### Your instructions
Among the lines of data below, reproduce only those from the one with "const EXPORTER: IpAddr" through the one with "let record = &msg.records()[0];", exactly as they stand, both ends included.

________________________________________

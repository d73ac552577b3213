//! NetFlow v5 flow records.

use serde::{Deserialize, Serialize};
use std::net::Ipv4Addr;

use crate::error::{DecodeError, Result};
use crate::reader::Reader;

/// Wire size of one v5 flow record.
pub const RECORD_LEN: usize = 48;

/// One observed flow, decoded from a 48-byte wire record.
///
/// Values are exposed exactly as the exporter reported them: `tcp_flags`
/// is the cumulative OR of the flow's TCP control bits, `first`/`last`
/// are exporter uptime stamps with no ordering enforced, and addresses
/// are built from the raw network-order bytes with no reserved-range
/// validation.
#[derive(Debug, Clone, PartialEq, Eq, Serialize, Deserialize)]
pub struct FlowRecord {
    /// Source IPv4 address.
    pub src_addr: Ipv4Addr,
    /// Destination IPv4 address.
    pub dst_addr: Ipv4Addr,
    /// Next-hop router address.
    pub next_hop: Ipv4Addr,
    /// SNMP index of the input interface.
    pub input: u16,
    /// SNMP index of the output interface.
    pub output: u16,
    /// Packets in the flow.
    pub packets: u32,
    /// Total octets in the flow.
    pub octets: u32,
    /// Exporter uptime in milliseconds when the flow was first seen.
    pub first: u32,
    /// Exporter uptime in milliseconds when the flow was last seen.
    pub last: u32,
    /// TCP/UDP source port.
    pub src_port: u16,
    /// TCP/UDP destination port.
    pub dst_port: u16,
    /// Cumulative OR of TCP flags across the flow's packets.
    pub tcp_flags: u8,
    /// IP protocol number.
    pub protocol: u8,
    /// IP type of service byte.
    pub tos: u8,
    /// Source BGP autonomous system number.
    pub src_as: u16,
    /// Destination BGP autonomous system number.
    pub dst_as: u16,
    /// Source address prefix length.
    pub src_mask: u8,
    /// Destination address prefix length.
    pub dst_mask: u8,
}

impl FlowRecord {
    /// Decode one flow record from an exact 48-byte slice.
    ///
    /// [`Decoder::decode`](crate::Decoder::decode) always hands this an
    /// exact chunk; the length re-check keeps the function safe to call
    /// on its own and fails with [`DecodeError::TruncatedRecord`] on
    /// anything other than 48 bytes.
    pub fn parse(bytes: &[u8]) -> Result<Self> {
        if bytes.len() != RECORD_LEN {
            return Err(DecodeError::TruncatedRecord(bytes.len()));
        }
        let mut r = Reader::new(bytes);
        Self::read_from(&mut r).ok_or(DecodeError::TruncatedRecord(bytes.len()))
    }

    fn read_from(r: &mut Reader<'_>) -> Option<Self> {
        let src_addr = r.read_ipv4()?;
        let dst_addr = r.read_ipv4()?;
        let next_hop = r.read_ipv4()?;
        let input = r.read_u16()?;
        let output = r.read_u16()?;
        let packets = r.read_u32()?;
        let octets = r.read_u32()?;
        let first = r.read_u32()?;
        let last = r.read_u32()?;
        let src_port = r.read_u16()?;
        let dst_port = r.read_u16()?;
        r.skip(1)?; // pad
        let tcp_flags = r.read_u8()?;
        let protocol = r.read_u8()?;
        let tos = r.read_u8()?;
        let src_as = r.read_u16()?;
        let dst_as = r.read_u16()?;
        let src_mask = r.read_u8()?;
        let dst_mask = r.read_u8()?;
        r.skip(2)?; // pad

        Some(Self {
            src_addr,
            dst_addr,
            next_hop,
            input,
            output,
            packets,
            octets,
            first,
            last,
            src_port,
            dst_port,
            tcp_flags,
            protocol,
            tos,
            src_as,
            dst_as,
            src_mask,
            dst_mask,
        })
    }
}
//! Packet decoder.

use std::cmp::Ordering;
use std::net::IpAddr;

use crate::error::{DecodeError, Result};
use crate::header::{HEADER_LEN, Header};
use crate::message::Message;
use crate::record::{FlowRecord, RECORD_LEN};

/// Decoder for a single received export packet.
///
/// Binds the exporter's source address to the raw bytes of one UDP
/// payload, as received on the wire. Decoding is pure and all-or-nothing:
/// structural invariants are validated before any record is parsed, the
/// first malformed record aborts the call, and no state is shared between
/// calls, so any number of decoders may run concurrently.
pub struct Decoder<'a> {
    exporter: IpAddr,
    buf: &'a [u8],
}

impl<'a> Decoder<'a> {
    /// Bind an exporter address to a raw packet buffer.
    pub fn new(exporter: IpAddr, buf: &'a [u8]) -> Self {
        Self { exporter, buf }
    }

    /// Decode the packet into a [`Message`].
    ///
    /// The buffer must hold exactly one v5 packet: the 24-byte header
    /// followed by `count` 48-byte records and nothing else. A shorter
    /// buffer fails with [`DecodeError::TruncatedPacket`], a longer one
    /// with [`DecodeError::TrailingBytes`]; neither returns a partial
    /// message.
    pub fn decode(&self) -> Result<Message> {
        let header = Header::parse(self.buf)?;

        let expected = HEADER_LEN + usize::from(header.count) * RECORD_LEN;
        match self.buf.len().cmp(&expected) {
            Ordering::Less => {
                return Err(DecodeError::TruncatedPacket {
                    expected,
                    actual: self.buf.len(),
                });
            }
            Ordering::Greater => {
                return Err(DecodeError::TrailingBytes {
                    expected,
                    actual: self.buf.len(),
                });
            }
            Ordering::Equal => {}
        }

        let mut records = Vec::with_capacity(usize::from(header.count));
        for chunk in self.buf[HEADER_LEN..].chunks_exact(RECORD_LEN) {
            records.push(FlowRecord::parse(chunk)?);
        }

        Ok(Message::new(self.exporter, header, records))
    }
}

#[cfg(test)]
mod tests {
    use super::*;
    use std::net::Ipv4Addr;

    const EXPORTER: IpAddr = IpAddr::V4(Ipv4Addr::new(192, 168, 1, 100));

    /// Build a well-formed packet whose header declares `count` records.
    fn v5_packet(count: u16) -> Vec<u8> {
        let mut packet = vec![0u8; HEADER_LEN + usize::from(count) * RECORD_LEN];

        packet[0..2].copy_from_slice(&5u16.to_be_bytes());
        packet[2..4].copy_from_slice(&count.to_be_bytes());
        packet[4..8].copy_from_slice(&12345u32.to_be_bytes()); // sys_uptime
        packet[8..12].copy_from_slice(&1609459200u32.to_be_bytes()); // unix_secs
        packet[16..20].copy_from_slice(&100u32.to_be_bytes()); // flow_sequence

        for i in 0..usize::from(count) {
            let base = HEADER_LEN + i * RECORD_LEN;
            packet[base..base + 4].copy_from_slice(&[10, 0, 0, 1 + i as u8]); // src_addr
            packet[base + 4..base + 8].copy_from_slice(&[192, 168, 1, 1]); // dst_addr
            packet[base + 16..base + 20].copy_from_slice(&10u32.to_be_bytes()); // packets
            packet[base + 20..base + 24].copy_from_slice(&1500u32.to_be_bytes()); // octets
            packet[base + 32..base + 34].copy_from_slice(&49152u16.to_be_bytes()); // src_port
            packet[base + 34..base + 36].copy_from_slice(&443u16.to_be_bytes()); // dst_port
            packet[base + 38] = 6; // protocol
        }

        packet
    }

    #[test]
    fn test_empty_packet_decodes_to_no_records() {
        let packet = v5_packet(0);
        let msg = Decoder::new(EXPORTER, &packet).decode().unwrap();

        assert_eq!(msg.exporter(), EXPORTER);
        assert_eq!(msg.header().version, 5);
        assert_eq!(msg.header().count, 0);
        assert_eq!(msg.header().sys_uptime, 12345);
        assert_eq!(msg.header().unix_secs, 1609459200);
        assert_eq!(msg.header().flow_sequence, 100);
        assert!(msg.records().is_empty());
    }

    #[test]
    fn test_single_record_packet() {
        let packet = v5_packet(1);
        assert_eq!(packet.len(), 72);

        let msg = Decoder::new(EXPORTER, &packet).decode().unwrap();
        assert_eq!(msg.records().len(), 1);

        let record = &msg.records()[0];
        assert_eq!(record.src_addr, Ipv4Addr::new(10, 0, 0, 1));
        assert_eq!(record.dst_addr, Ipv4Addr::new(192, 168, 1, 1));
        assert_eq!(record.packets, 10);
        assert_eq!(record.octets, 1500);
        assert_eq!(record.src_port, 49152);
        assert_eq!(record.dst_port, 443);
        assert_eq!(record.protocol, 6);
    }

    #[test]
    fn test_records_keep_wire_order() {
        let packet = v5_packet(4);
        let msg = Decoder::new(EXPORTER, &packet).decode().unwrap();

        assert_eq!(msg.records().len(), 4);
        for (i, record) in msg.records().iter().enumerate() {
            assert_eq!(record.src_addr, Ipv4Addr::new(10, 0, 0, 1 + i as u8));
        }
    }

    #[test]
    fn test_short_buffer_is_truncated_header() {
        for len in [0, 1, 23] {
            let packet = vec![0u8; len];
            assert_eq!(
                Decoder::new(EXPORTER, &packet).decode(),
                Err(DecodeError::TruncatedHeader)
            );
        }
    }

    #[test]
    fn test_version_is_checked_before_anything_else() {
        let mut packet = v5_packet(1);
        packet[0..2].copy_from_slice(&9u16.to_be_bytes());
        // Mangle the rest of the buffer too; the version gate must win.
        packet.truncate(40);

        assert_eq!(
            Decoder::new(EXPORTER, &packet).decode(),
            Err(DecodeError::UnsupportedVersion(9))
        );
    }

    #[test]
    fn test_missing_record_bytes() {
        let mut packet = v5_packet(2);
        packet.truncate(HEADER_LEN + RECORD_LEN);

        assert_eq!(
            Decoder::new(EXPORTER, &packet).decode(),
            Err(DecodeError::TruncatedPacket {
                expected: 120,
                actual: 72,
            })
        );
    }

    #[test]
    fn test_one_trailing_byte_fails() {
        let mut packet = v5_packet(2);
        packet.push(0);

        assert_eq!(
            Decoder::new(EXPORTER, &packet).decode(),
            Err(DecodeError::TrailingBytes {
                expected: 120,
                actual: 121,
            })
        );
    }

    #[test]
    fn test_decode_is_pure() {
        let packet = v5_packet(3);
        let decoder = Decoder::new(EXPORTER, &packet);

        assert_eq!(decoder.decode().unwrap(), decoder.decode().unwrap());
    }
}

________________________________________

### Written response
    const EXPORTER: IpAddr = IpAddr::V4(Ipv4Addr::new(192, 168, 1, 100));

    /// Build a well-formed packet whose header declares `count` records.
    fn v5_packet(count: u16) -> Vec<u8> {
        let mut packet = vec![0u8; HEADER_LEN + usize::from(count) * RECORD_LEN];

        packet[0..2].copy_from_slice(&5u16.to_be_bytes());
        packet[2..4].copy_from_slice(&count.to_be_bytes());
        packet[4..8].copy_from_slice(&12345u32.to_be_bytes()); // sys_uptime
        packet[8..12].copy_from_slice(&1609459200u32.to_be_bytes()); // unix_secs
        packet[16..20].copy_from_slice(&100u32.to_be_bytes()); // flow_sequence

        for i in 0..usize::from(count) {
            let base = HEADER_LEN + i * RECORD_LEN;
            packet[base..base + 4].copy_from_slice(&[10, 0, 0, 1 + i as u8]); // src_addr
            packet[base + 4..base + 8].copy_from_slice(&[192, 168, 1, 1]); // dst_addr
            packet[base + 16..base + 20].copy_from_slice(&10u32.to_be_bytes()); // packets
            packet[base + 20..base + 24].copy_from_slice(&1500u32.to_be_bytes()); // octets
            packet[base + 32..base + 34].copy_from_slice(&49152u16.to_be_bytes()); // src_port
            packet[base + 34..base + 36].copy_from_slice(&443u16.to_be_bytes()); // dst_port
            packet[base + 38] = 6; // protocol
        }

        packet
    }

    #[test]
    fn test_empty_packet_decodes_to_no_records() {
        let packet = v5_packet(0);
        let msg = Decoder::new(EXPORTER, &packet).decode().unwrap();

        assert_eq!(msg.exporter(), EXPORTER);
        assert_eq!(msg.header().version, 5);
        assert_eq!(msg.header().count, 0);
        assert_eq!(msg.header().sys_uptime, 12345);
        assert_eq!(msg.header().unix_secs, 1609459200);
        assert_eq!(msg.header().flow_sequence, 100);
        assert!(msg.records().is_empty());
    }

    #[test]
    fn test_single_record_packet() {
        let packet = v5_packet(1);
        assert_eq!(packet.len(), 72);

        let msg = Decoder::new(EXPORTER, &packet).decode().unwrap();
        assert_eq!(msg.records().len(), 1);

        let record = &msg.records()[0];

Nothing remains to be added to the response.